:: Work task ::
Would you restate word for word the lines of the listing, beginning at the first and ending with the line that holds "elapsed since the"?

-- Stored data follows --

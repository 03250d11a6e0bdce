//! Synchronised acquisition from three cameras.
//!
//! One call grabs the latest frame of each camera, assembles the triple and
//! then holds the return back until the pacing period has elapsed since the
//! call began. Each camera grabs in latest-only mode, so pacing the caller
//! to the sensors' native rate keeps every triple fresh without throttling
//! below that rate.

use std::sync::Arc;
use std::time::{Duration, Instant};

use crate::camera::backend::SensorDriver;
use crate::camera::error::{CameraError, Result};
use crate::camera::grabber::api::GrabberSdk;
use crate::camera::grabber::backend::FrameGrabberBackend;
use crate::camera::grabber::sdk::SdkContext;
use crate::camera::pacing::Pacer;
use crate::camera::types::{Observation, TriObservation, NUM_CAMERAS};
use crate::diagnostics::stats::AcquisitionStats;
use crate::imaging::resize::downsample_half;
use crate::settings::types::{GrabberConfig, TriCameraConfig};

/// Composes three single-camera drivers into one paced triple source.
pub struct TriCameraDriver<D> {
    cameras: [D; NUM_CAMERAS],
    downsample: bool,
    pacer: Pacer,
    stats: AcquisitionStats,
}

impl<D> TriCameraDriver<D>
where
    D: SensorDriver<Observation = Observation> + Send,
{
    /// Compose already constructed drivers, paced at the default period.
    pub fn from_drivers(cameras: [D; NUM_CAMERAS], downsample: bool) -> Self {
        Self {
            cameras,
            downsample,
            pacer: Pacer::default(),
            stats: AcquisitionStats::new(),
        }
    }

    /// Replace the pacing period.
    pub fn with_period(mut self, period: Duration) -> Self {
        self.pacer = Pacer::new(period);
        self
    }

    pub fn period(&self) -> Duration {
        self.pacer.period()
    }

    pub fn downsample(&self) -> bool {
        self.downsample
    }

    pub fn cameras(&self) -> &[D; NUM_CAMERAS] {
        &self.cameras
    }

    pub fn stats(&self) -> &AcquisitionStats {
        &self.stats
    }

    /// Grab from all cameras concurrently and wait for every one of them.
    ///
    /// On failure the error of the first failing camera, in camera order,
    /// is returned.
    fn fetch_all(&mut self) -> Result<Vec<Observation>> {
        let results: Vec<Result<Observation>> = std::thread::scope(|scope| {
            let handles: Vec<_> = self
                .cameras
                .iter_mut()
                .map(|camera| scope.spawn(move || camera.get_observation()))
                .collect();
            handles
                .into_iter()
                .map(|handle| {
                    handle.join().unwrap_or_else(|_| {
                        Err(CameraError::Acquisition("camera thread panicked".to_string()))
                    })
                })
                .collect()
        });

        for (index, result) in results.iter().enumerate() {
            if let Err(e) = result {
                tracing::warn!("camera {index} failed: {e}");
            }
        }
        results.into_iter().collect()
    }

    fn assemble(&self, mut observations: Vec<Observation>) -> Result<TriObservation> {
        if self.downsample {
            for obs in &mut observations {
                obs.image = downsample_half(&obs.image)?;
            }
        }
        let cameras: [Observation; NUM_CAMERAS] = observations
            .try_into()
            .map_err(|_| CameraError::Acquisition("incomplete camera triple".to_string()))?;
        Ok(TriObservation { cameras })
    }
}

impl<D> SensorDriver for TriCameraDriver<D>
where
    D: SensorDriver<Observation = Observation> + Send,
{
    type Observation = TriObservation;

    fn get_observation(&mut self) -> Result<TriObservation> {
        let start = Instant::now();
        let assembled = self
            .fetch_all()
            .and_then(|observations| self.assemble(observations));

        match assembled {
            Ok(tri) => {
                let overran = self.pacer.pace(start);
                if overran {
                    tracing::debug!(
                        "acquisition took {:?}, longer than the {:?} period",
                        start.elapsed(),
                        self.pacer.period()
                    );
                }
                self.stats
                    .record_observation(start, tri.timestamp_spread(), overran);
                Ok(tri)
            }
            Err(e) => {
                self.stats.record_failure(start, e.kind());
                Err(e)
            }
        }
    }
}

impl<S: GrabberSdk> TriCameraDriver<FrameGrabberBackend<S>> {
    /// Bind one frame-grabber backend per device identifier with the default
    /// acquisition settings.
    ///
    /// Construction is all-or-nothing: if any backend fails, the ones
    /// already built are closed before the error is returned.
    pub fn new(
        ctx: &Arc<SdkContext<S>>,
        device_ids: [&str; NUM_CAMERAS],
        downsample: bool,
    ) -> Result<Self> {
        let cameras = open_backends(ctx, device_ids, &GrabberConfig::default())?;
        Ok(Self::from_drivers(cameras, downsample))
    }

    /// Same as [`TriCameraDriver::new`], with every setting taken from
    /// `config`.
    pub fn from_config(ctx: &Arc<SdkContext<S>>, config: &TriCameraConfig) -> Result<Self> {
        let [a, b, c] = &config.device_ids;
        let cameras = open_backends(ctx, [a.as_str(), b.as_str(), c.as_str()], &config.grabber)?;
        Ok(Self::from_drivers(cameras, config.downsample).with_period(config.period()))
    }

    /// Stop streaming on all three devices and release them.
    pub fn close(&mut self) {
        for camera in &mut self.cameras {
            camera.close();
        }
    }
}

fn open_backends<S: GrabberSdk>(
    ctx: &Arc<SdkContext<S>>,
    device_ids: [&str; NUM_CAMERAS],
    config: &GrabberConfig,
) -> Result<[FrameGrabberBackend<S>; NUM_CAMERAS]> {
    let [first, second, third] = device_ids;
    let first = FrameGrabberBackend::new(ctx, first, config)?;
    let second = FrameGrabberBackend::new(ctx, second, config)?;
    let third = FrameGrabberBackend::new(ctx, third, config)?;
    tracing::info!(
        "tri-camera bound to '{}', '{}', '{}'",
        first.device_info().user_defined_name,
        second.device_info().user_defined_name,
        third.device_info().user_defined_name
    );
    Ok([first, second, third])
}
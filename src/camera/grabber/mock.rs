//! Mock frame-grabber SDK for testing without hardware.
//!
//! Uses a builder pattern to configure devices, scripted grab results,
//! retrieval delay and error injection.

use std::collections::{HashMap, VecDeque};
use std::time::Duration;

use parking_lot::Mutex;

use crate::camera::error::{CameraError, Result};
use crate::imaging::convert::RawPixelFormat;

use super::api::{DeviceHandle, DeviceInfo, GrabResult, GrabStrategy, GrabberSdk};

/// One scripted outcome of `retrieve_result`.
#[derive(Debug, Clone)]
enum MockGrab {
    Result(GrabResult),
    /// Reported as an expired wait without actually sleeping.
    Timeout,
}

/// A simulated device in the mock.
#[derive(Debug, Clone)]
struct MockDevice {
    info: DeviceInfo,
    open: bool,
    strategy: Option<GrabStrategy>,
    max_buffers: Option<usize>,
    output_format: Option<RawPixelFormat>,
    float_nodes: HashMap<String, f64>,
    enum_nodes: HashMap<String, String>,
    script: VecDeque<MockGrab>,
    retrieved: u32,
    opened_total: u32,
}

/// Configurable error injection for a specific operation.
#[derive(Debug, Clone)]
struct ErrorInjection {
    operation: &'static str,
    device: Option<usize>,
    error: CameraError,
}

/// Mock SDK implementation.
///
/// All state is behind a `Mutex` so the mock satisfies `Send + Sync`.
pub struct MockGrabberSdk {
    state: Mutex<MockState>,
}

#[derive(Debug)]
struct MockState {
    devices: Vec<MockDevice>,
    continuous: Option<GrabResult>,
    retrieve_delay: Duration,
    error_injections: Vec<ErrorInjection>,
    init_count: u32,
    terminate_count: u32,
}

impl Default for MockGrabberSdk {
    fn default() -> Self {
        Self::new()
    }
}

impl MockGrabberSdk {
    /// Create a new empty mock (no devices).
    pub fn new() -> Self {
        Self {
            state: Mutex::new(MockState {
                devices: Vec::new(),
                continuous: None,
                retrieve_delay: Duration::ZERO,
                error_injections: Vec::new(),
                init_count: 0,
                terminate_count: 0,
            }),
        }
    }

    /// Add a device with the given user-defined name.
    pub fn with_device(self, user_defined_name: &str) -> Self {
        {
            let mut state = self.state.lock();
            let serial = format!("MOCK{:04}", state.devices.len() + 1);
            state.devices.push(MockDevice {
                info: DeviceInfo {
                    user_defined_name: user_defined_name.to_string(),
                    model_name: "Mock Grabber".to_string(),
                    serial_number: serial,
                },
                open: false,
                strategy: None,
                max_buffers: None,
                output_format: None,
                float_nodes: HashMap::new(),
                enum_nodes: HashMap::new(),
                script: VecDeque::new(),
                retrieved: 0,
                opened_total: 0,
            });
        }
        self
    }

    /// Add devices named `camera0`, `camera1`, ...
    pub fn with_devices(self, count: usize) -> Self {
        let mut result = self;
        for i in 0..count {
            result = result.with_device(&format!("camera{i}"));
        }
        result
    }

    /// Queue a grab result for the device at `device_idx`.
    pub fn with_result(self, device_idx: usize, result: GrabResult) -> Self {
        self.push_script(device_idx, MockGrab::Result(result))
    }

    /// Queue an expired wait for the device at `device_idx`.
    pub fn with_timeout(self, device_idx: usize) -> Self {
        self.push_script(device_idx, MockGrab::Timeout)
    }

    /// Deliver a uniform BGR frame whenever a device's script is empty.
    pub fn with_continuous_frames(self, width: u32, height: u32) -> Self {
        {
            let len = width as usize * height as usize * 3;
            self.state.lock().continuous = Some(GrabResult::success(
                width,
                height,
                RawPixelFormat::Bgr8Packed,
                vec![0x80; len],
            ));
        }
        self
    }

    /// Block every `retrieve_result` call for `delay` (capped at its timeout).
    pub fn with_retrieve_delay(self, delay: Duration) -> Self {
        self.state.lock().retrieve_delay = delay;
        self
    }

    /// Inject an error for a specific operation name on any device.
    ///
    /// Operation names match the `GrabberSdk` method names. Each injection
    /// fires once.
    pub fn with_error(self, operation: &'static str, error: CameraError) -> Self {
        self.inject(operation, None, error)
    }

    /// Inject an error for an operation on one device only.
    pub fn with_device_error(
        self,
        device_idx: usize,
        operation: &'static str,
        error: CameraError,
    ) -> Self {
        self.inject(operation, Some(device_idx), error)
    }

    fn inject(self, operation: &'static str, device: Option<usize>, error: CameraError) -> Self {
        self.state.lock().error_injections.push(ErrorInjection {
            operation,
            device,
            error,
        });
        self
    }

    fn push_script(self, device_idx: usize, grab: MockGrab) -> Self {
        if let Some(dev) = self.state.lock().devices.get_mut(device_idx) {
            dev.script.push_back(grab);
        }
        self
    }

    pub fn init_count(&self) -> u32 {
        self.state.lock().init_count
    }

    pub fn terminate_count(&self) -> u32 {
        self.state.lock().terminate_count
    }

    pub fn is_open(&self, device_idx: usize) -> bool {
        self.state
            .lock()
            .devices
            .get(device_idx)
            .is_some_and(|d| d.open)
    }

    /// How many times the device has been opened in total.
    pub fn open_count(&self, device_idx: usize) -> u32 {
        self.state
            .lock()
            .devices
            .get(device_idx)
            .map_or(0, |d| d.opened_total)
    }

    /// Active grab strategy, `None` when not grabbing.
    pub fn strategy(&self, device_idx: usize) -> Option<GrabStrategy> {
        self.state.lock().devices.get(device_idx)?.strategy
    }

    pub fn max_buffers(&self, device_idx: usize) -> Option<usize> {
        self.state.lock().devices.get(device_idx)?.max_buffers
    }

    pub fn output_format(&self, device_idx: usize) -> Option<RawPixelFormat> {
        self.state.lock().devices.get(device_idx)?.output_format
    }

    pub fn float_node(&self, device_idx: usize, node: &str) -> Option<f64> {
        let state = self.state.lock();
        state.devices.get(device_idx)?.float_nodes.get(node).copied()
    }

    pub fn enum_node(&self, device_idx: usize, node: &str) -> Option<String> {
        let state = self.state.lock();
        state.devices.get(device_idx)?.enum_nodes.get(node).cloned()
    }

    /// Number of `retrieve_result` calls that reached the device.
    pub fn retrieved(&self, device_idx: usize) -> u32 {
        self.state
            .lock()
            .devices
            .get(device_idx)
            .map_or(0, |d| d.retrieved)
    }
}

impl MockState {
    /// Check for injected errors for the given operation.
    fn check_error(&mut self, operation: &str, device: Option<DeviceHandle>) -> Result<()> {
        let device = device.map(|d| d.0);
        if let Some(pos) = self.error_injections.iter().position(|e| {
            e.operation == operation && (e.device.is_none() || e.device == device)
        }) {
            let injection = self.error_injections.remove(pos);
            return Err(injection.error);
        }
        Ok(())
    }

    fn device_mut(&mut self, handle: DeviceHandle) -> Result<&mut MockDevice> {
        self.devices
            .get_mut(handle.0)
            .ok_or_else(|| CameraError::DeviceNotFound(format!("mock device {}", handle.0)))
    }

    fn open_device_mut(&mut self, handle: DeviceHandle) -> Result<&mut MockDevice> {
        let dev = self.device_mut(handle)?;
        if !dev.open {
            return Err(CameraError::Sdk(format!("device {} is not open", handle.0)));
        }
        Ok(dev)
    }
}

impl GrabberSdk for MockGrabberSdk {
    fn initialize(&self) -> Result<()> {
        let mut state = self.state.lock();
        state.check_error("initialize", None)?;
        state.init_count += 1;
        Ok(())
    }

    fn terminate(&self) {
        self.state.lock().terminate_count += 1;
    }

    fn enumerate_devices(&self) -> Result<Vec<DeviceInfo>> {
        let mut state = self.state.lock();
        state.check_error("enumerate_devices", None)?;
        Ok(state.devices.iter().map(|d| d.info.clone()).collect())
    }

    fn open(&self, device: DeviceHandle) -> Result<()> {
        let mut state = self.state.lock();
        state.check_error("open", Some(device))?;
        let dev = state.device_mut(device)?;
        if dev.open {
            return Err(CameraError::Sdk(format!(
                "device {} is already open",
                device.0
            )));
        }
        dev.open = true;
        dev.opened_total += 1;
        Ok(())
    }

    fn close(&self, device: DeviceHandle) -> Result<()> {
        let mut state = self.state.lock();
        state.check_error("close", Some(device))?;
        let dev = state.device_mut(device)?;
        dev.open = false;
        dev.strategy = None;
        Ok(())
    }

    fn set_max_buffers(&self, device: DeviceHandle, count: usize) -> Result<()> {
        let mut state = self.state.lock();
        state.check_error("set_max_buffers", Some(device))?;
        state.open_device_mut(device)?.max_buffers = Some(count);
        Ok(())
    }

    fn set_output_format(&self, device: DeviceHandle, format: RawPixelFormat) -> Result<()> {
        let mut state = self.state.lock();
        state.check_error("set_output_format", Some(device))?;
        state.open_device_mut(device)?.output_format = Some(format);
        Ok(())
    }

    fn set_float(&self, device: DeviceHandle, node: &str, value: f64) -> Result<()> {
        let mut state = self.state.lock();
        state.check_error("set_float", Some(device))?;
        state
            .open_device_mut(device)?
            .float_nodes
            .insert(node.to_string(), value);
        Ok(())
    }

    fn set_enum(&self, device: DeviceHandle, node: &str, value: &str) -> Result<()> {
        let mut state = self.state.lock();
        state.check_error("set_enum", Some(device))?;
        state
            .open_device_mut(device)?
            .enum_nodes
            .insert(node.to_string(), value.to_string());
        Ok(())
    }

    fn start_grabbing(&self, device: DeviceHandle, strategy: GrabStrategy) -> Result<()> {
        let mut state = self.state.lock();
        state.check_error("start_grabbing", Some(device))?;
        state.open_device_mut(device)?.strategy = Some(strategy);
        Ok(())
    }

    fn stop_grabbing(&self, device: DeviceHandle) -> Result<()> {
        let mut state = self.state.lock();
        state.check_error("stop_grabbing", Some(device))?;
        state.device_mut(device)?.strategy = None;
        Ok(())
    }

    fn retrieve_result(
        &self,
        device: DeviceHandle,
        timeout: Duration,
    ) -> Result<Option<GrabResult>> {
        let delay = {
            let mut state = self.state.lock();
            state.check_error("retrieve_result", Some(device))?;
            if state.open_device_mut(device)?.strategy.is_none() {
                return Err(CameraError::Sdk(format!(
                    "device {} is not grabbing",
                    device.0
                )));
            }
            state.retrieve_delay
        };

        if !delay.is_zero() {
            std::thread::sleep(delay.min(timeout));
        }

        let mut state = self.state.lock();
        let continuous = state.continuous.clone();
        let dev = state.device_mut(device)?;
        dev.retrieved += 1;
        match dev.script.pop_front() {
            Some(MockGrab::Result(result)) => Ok(Some(result)),
            Some(MockGrab::Timeout) => Ok(None),
            None => Ok(continuous),
        }
    }
}
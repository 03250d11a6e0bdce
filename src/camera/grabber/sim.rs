//! Simulated frame-grabber SDK.
//!
//! Each device free-runs a producer thread at its configured acquisition
//! frame rate, pushing synthetic frames into a `GrabQueue` that honours the
//! requested grab strategy. Every pixel of frame `n` has the value `n % 256`,
//! which lets tests tell fresh frames from stale ones.

use std::sync::atomic::{AtomicBool, Ordering};
use std::sync::Arc;
use std::thread::JoinHandle;
use std::time::Duration;

use parking_lot::Mutex;

use crate::camera::error::{CameraError, Result};
use crate::imaging::convert::RawPixelFormat;

use super::api::{nodes, DeviceHandle, DeviceInfo, GrabResult, GrabStrategy, GrabberSdk};
use super::queue::GrabQueue;

const DEFAULT_WIDTH: u32 = 720;
const DEFAULT_HEIGHT: u32 = 540;
const DEFAULT_FRAME_RATE_HZ: f64 = 100.0;
const DEFAULT_MAX_BUFFERS: usize = 10;

/// Simulated SDK exposing a fixed list of named devices.
pub struct SimulatedGrabberSdk {
    width: u32,
    height: u32,
    state: Mutex<Vec<SimDevice>>,
}

struct SimDevice {
    info: DeviceInfo,
    open: bool,
    max_buffers: usize,
    frame_rate_hz: f64,
    format: RawPixelFormat,
    session: Option<GrabSession>,
}

/// Running producer thread for one device.
struct GrabSession {
    queue: Arc<GrabQueue>,
    running: Arc<AtomicBool>,
    thread: Option<JoinHandle<()>>,
}

impl GrabSession {
    fn stop(mut self) {
        self.running.store(false, Ordering::Relaxed);
        if let Some(handle) = self.thread.take() {
            let _ = handle.join();
        }
    }
}

impl SimulatedGrabberSdk {
    /// Create devices with the given user-defined names.
    pub fn new<I, N>(names: I) -> Self
    where
        I: IntoIterator<Item = N>,
        N: Into<String>,
    {
        let devices = names
            .into_iter()
            .enumerate()
            .map(|(i, name)| SimDevice {
                info: DeviceInfo {
                    user_defined_name: name.into(),
                    model_name: "Simulated Grabber".to_string(),
                    serial_number: format!("SIM{:04}", i + 1),
                },
                open: false,
                max_buffers: DEFAULT_MAX_BUFFERS,
                frame_rate_hz: DEFAULT_FRAME_RATE_HZ,
                format: RawPixelFormat::BayerRg8,
                session: None,
            })
            .collect();
        Self {
            width: DEFAULT_WIDTH,
            height: DEFAULT_HEIGHT,
            state: Mutex::new(devices),
        }
    }

    /// Override the sensor resolution of every device.
    pub fn with_resolution(mut self, width: u32, height: u32) -> Self {
        self.width = width;
        self.height = height;
        self
    }

    /// Frames produced so far by a grabbing device.
    pub fn frames_produced(&self, device: DeviceHandle) -> u64 {
        self.state
            .lock()
            .get(device.0)
            .and_then(|d| d.session.as_ref())
            .map_or(0, |s| s.queue.produced())
    }

    /// Frames discarded before delivery by a grabbing device.
    pub fn frames_dropped(&self, device: DeviceHandle) -> u64 {
        self.state
            .lock()
            .get(device.0)
            .and_then(|d| d.session.as_ref())
            .map_or(0, |s| s.queue.dropped())
    }

    fn with_open_device<T>(
        &self,
        device: DeviceHandle,
        f: impl FnOnce(&mut SimDevice) -> T,
    ) -> Result<T> {
        let mut devices = self.state.lock();
        let dev = devices
            .get_mut(device.0)
            .ok_or_else(|| CameraError::DeviceNotFound(format!("simulated device {}", device.0)))?;
        if !dev.open {
            return Err(CameraError::Sdk(format!("device {} is not open", device.0)));
        }
        Ok(f(dev))
    }
}

impl GrabberSdk for SimulatedGrabberSdk {
    fn initialize(&self) -> Result<()> {
        Ok(())
    }

    fn terminate(&self) {}

    fn enumerate_devices(&self) -> Result<Vec<DeviceInfo>> {
        Ok(self.state.lock().iter().map(|d| d.info.clone()).collect())
    }

    fn open(&self, device: DeviceHandle) -> Result<()> {
        let mut devices = self.state.lock();
        let dev = devices
            .get_mut(device.0)
            .ok_or_else(|| CameraError::DeviceNotFound(format!("simulated device {}", device.0)))?;
        if dev.open {
            return Err(CameraError::Sdk(format!(
                "device '{}' is already open",
                dev.info.user_defined_name
            )));
        }
        dev.open = true;
        Ok(())
    }

    fn close(&self, device: DeviceHandle) -> Result<()> {
        let session = {
            let mut devices = self.state.lock();
            match devices.get_mut(device.0) {
                Some(dev) => {
                    dev.open = false;
                    dev.session.take()
                }
                None => None,
            }
        };
        if let Some(session) = session {
            session.stop();
        }
        Ok(())
    }

    fn set_max_buffers(&self, device: DeviceHandle, count: usize) -> Result<()> {
        self.with_open_device(device, |d| d.max_buffers = count)
    }

    fn set_output_format(&self, device: DeviceHandle, format: RawPixelFormat) -> Result<()> {
        self.with_open_device(device, |d| d.format = format)
    }

    fn set_float(&self, device: DeviceHandle, node: &str, value: f64) -> Result<()> {
        let frame_rate = node == nodes::ACQUISITION_FRAME_RATE;
        if frame_rate && !(value.is_finite() && value > 0.0) {
            return Err(CameraError::Sdk(format!("{node} out of range: {value}")));
        }
        self.with_open_device(device, |d| {
            if frame_rate {
                d.frame_rate_hz = value;
            }
        })
    }

    fn set_enum(&self, device: DeviceHandle, _node: &str, _value: &str) -> Result<()> {
        self.with_open_device(device, |_| ())
    }

    fn start_grabbing(&self, device: DeviceHandle, strategy: GrabStrategy) -> Result<()> {
        let (width, height) = (self.width, self.height);
        let mut devices = self.state.lock();
        let dev = devices
            .get_mut(device.0)
            .filter(|d| d.open)
            .ok_or_else(|| CameraError::Sdk(format!("device {} is not open", device.0)))?;
        if dev.session.is_some() {
            return Ok(());
        }

        let queue = Arc::new(GrabQueue::new(strategy, dev.max_buffers));
        let running = Arc::new(AtomicBool::new(true));
        let interval = Duration::from_secs_f64(1.0 / dev.frame_rate_hz);
        let format = dev.format;

        let thread = {
            let queue = Arc::clone(&queue);
            let running = Arc::clone(&running);
            std::thread::Builder::new()
                .name(format!("sim-grab-{}", device.0))
                .spawn(move || {
                    produce_frames(&queue, &running, interval, width, height, format);
                })
                .map_err(|e| CameraError::Sdk(format!("failed to spawn grab thread: {e}")))?
        };

        dev.session = Some(GrabSession {
            queue,
            running,
            thread: Some(thread),
        });
        Ok(())
    }

    fn stop_grabbing(&self, device: DeviceHandle) -> Result<()> {
        let session = self
            .state
            .lock()
            .get_mut(device.0)
            .and_then(|d| d.session.take());
        if let Some(session) = session {
            session.stop();
        }
        Ok(())
    }

    fn retrieve_result(
        &self,
        device: DeviceHandle,
        timeout: Duration,
    ) -> Result<Option<GrabResult>> {
        let queue = self
            .state
            .lock()
            .get(device.0)
            .and_then(|d| d.session.as_ref())
            .map(|s| Arc::clone(&s.queue))
            .ok_or_else(|| CameraError::Sdk(format!("device {} is not grabbing", device.0)))?;
        Ok(queue.pop(timeout))
    }
}

impl Drop for SimulatedGrabberSdk {
    fn drop(&mut self) {
        let sessions: Vec<_> = self
            .state
            .get_mut()
            .iter_mut()
            .filter_map(|d| d.session.take())
            .collect();
        for session in sessions {
            session.stop();
        }
    }
}

/// Producer loop that runs on the grab thread.
fn produce_frames(
    queue: &GrabQueue,
    running: &AtomicBool,
    interval: Duration,
    width: u32,
    height: u32,
    format: RawPixelFormat,
) {
    let len = width as usize * height as usize * format.bytes_per_pixel();
    let mut seq: u64 = 0;
    while running.load(Ordering::Relaxed) {
        std::thread::sleep(interval);
        queue.push(GrabResult::success(
            width,
            height,
            format,
            vec![(seq % 256) as u8; len],
        ));
        seq += 1;
    }
}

-- Stored data concluded --

:: Result ::
repository 03250d11a6e0bdce
//! Synchronised acquisition from three cameras.
//!
//! One call grabs the latest frame of each camera, assembles the triple and
//! then holds the return back until the pacing period has elapsed since the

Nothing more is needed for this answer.